Les chercheurs ont utilisé cette technique modifiée pour générer un énorme ensemble de données d’images transformées qui semblent plus texturées dans certaines zones, pour représenter la perte de détails qui se produit lorsqu’un humain regarde plus loin en périphérie.
Ils ont ensuite utilisé l’ensemble de données pour entraîner plusieurs modèles de vision par ordinateur et comparé leurs performances à celles des humains sur une tâche de détection d’objets.
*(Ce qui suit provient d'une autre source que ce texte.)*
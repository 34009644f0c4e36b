//! Plain text output formatter

use super::OutputFormatter;
use anyhow::Result;
use clinsent_core::SentenceSpan;
use std::io::Write;

/// Plain text formatter - outputs one sentence per line
///
/// Line breaks inside a sentence are flattened to spaces.
pub struct TextFormatter<W: Write> {
    writer: W,
}

impl<W: Write> TextFormatter<W> {
    /// Create a new text formatter
    pub fn new(writer: W) -> Self {
        Self { writer }
    }
}

impl<W: Write + Send + Sync> OutputFormatter for TextFormatter<W> {
    fn format_sentence(&mut self, sentence: &str, _span: SentenceSpan) -> Result<()> {
        let line: Vec<&str> = sentence.split_whitespace().collect();
        writeln!(self.writer, "{}", line.join(" "))?;
        Ok(())
    }

    fn finish(&mut self) -> Result<()> {
        self.writer.flush()?;
        Ok(())
    }
}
« Nous avons dû être très intelligents dans la manière dont nous avons mis en place l’expérience afin de pouvoir également la tester dans les modèles d’apprentissage automatique. Nous ne voulions pas avoir à recycler les modèles sur une tâche de jouet qu'ils n'étaient pas censés accomplir », dit-elle.
Des performances particulières
Les humains et les modèles ont vu des paires d'images transformées identiques, sauf qu'une image avait un objet cible situé en périphérie. Ensuite, chaque participant devait choisir l’image avec l’objet cible.
« Une chose qui nous a vraiment surpris, c'est à quel point les gens étaient doués pour détecter les objets à leur périphérie. Nous avons parcouru au moins 10 séries d’images différentes qui étaient tout simplement trop faciles. Nous devions constamment utiliser des objets de plus en plus petits », ajoute Harrington.
Les chercheurs ont découvert que la formation de modèles à partir de zéro avec leur ensemble de données entraînait les plus grandes améliorations de performances, améliorant ainsi leur capacité à détecter et à reconnaître les objets. Le réglage fin d'un modèle avec leur ensemble de données, un processus qui implique de peaufiner un modèle pré-entraîné afin qu'il puisse effectuer une nouvelle tâche, a entraîné des gains de performances moindres.
Mais dans tous les cas, les machines n’étaient pas aussi performantes que les humains, et elles étaient particulièrement mauvaises pour détecter les objets situés à la périphérie la plus éloignée. Leurs performances ne suivaient pas non plus les mêmes schémas que celles des humains.
« Cela pourrait suggérer que les modèles n’utilisent pas le contexte de la même manière que les humains pour effectuer ces tâches de détection. La stratégie des modèles pourrait être différente », explique Harrington.
Les chercheurs prévoient de continuer à explorer ces différences, dans le but de trouver un modèle capable de prédire les performances humaines dans la périphérie visuelle. Cela pourrait permettre à des systèmes d’IA d’alerter les conducteurs sur des dangers qu’ils pourraient ne pas voir, par exemple. Ils espèrent également inspirer d’autres chercheurs à mener des études supplémentaires sur la vision par ordinateur avec leur ensemble de données accessible au public.
« Ce travail est important car il contribue à notre compréhension que la vision humaine en périphérie ne doit pas être considérée comme une simple vision appauvrie en raison des limites du nombre de photorécepteurs dont nous disposons, mais plutôt comme une représentation optimisée pour que nous puissions effectuer des tâches réelles. -conséquence mondiale », explique Justin Gardner, professeur agrégé au département de psychologie de l'université de Stanford qui n'a pas participé à ce travail. « De plus, les travaux montrent que les modèles de réseaux neuronaux, malgré leurs progrès ces dernières années, sont incapables d’égaler les performances humaines à cet égard, ce qui devrait conduire à davantage de recherches sur l’IA pour tirer les leçons des neurosciences de la vision humaine. Ces recherches futures seront grandement facilitées par la base de données d’images fournies par les auteurs pour imiter la vision humaine périphérique.
Ce travail est soutenu, en partie, par le Toyota Research Institute et la bourse MIT CSAIL METEOR.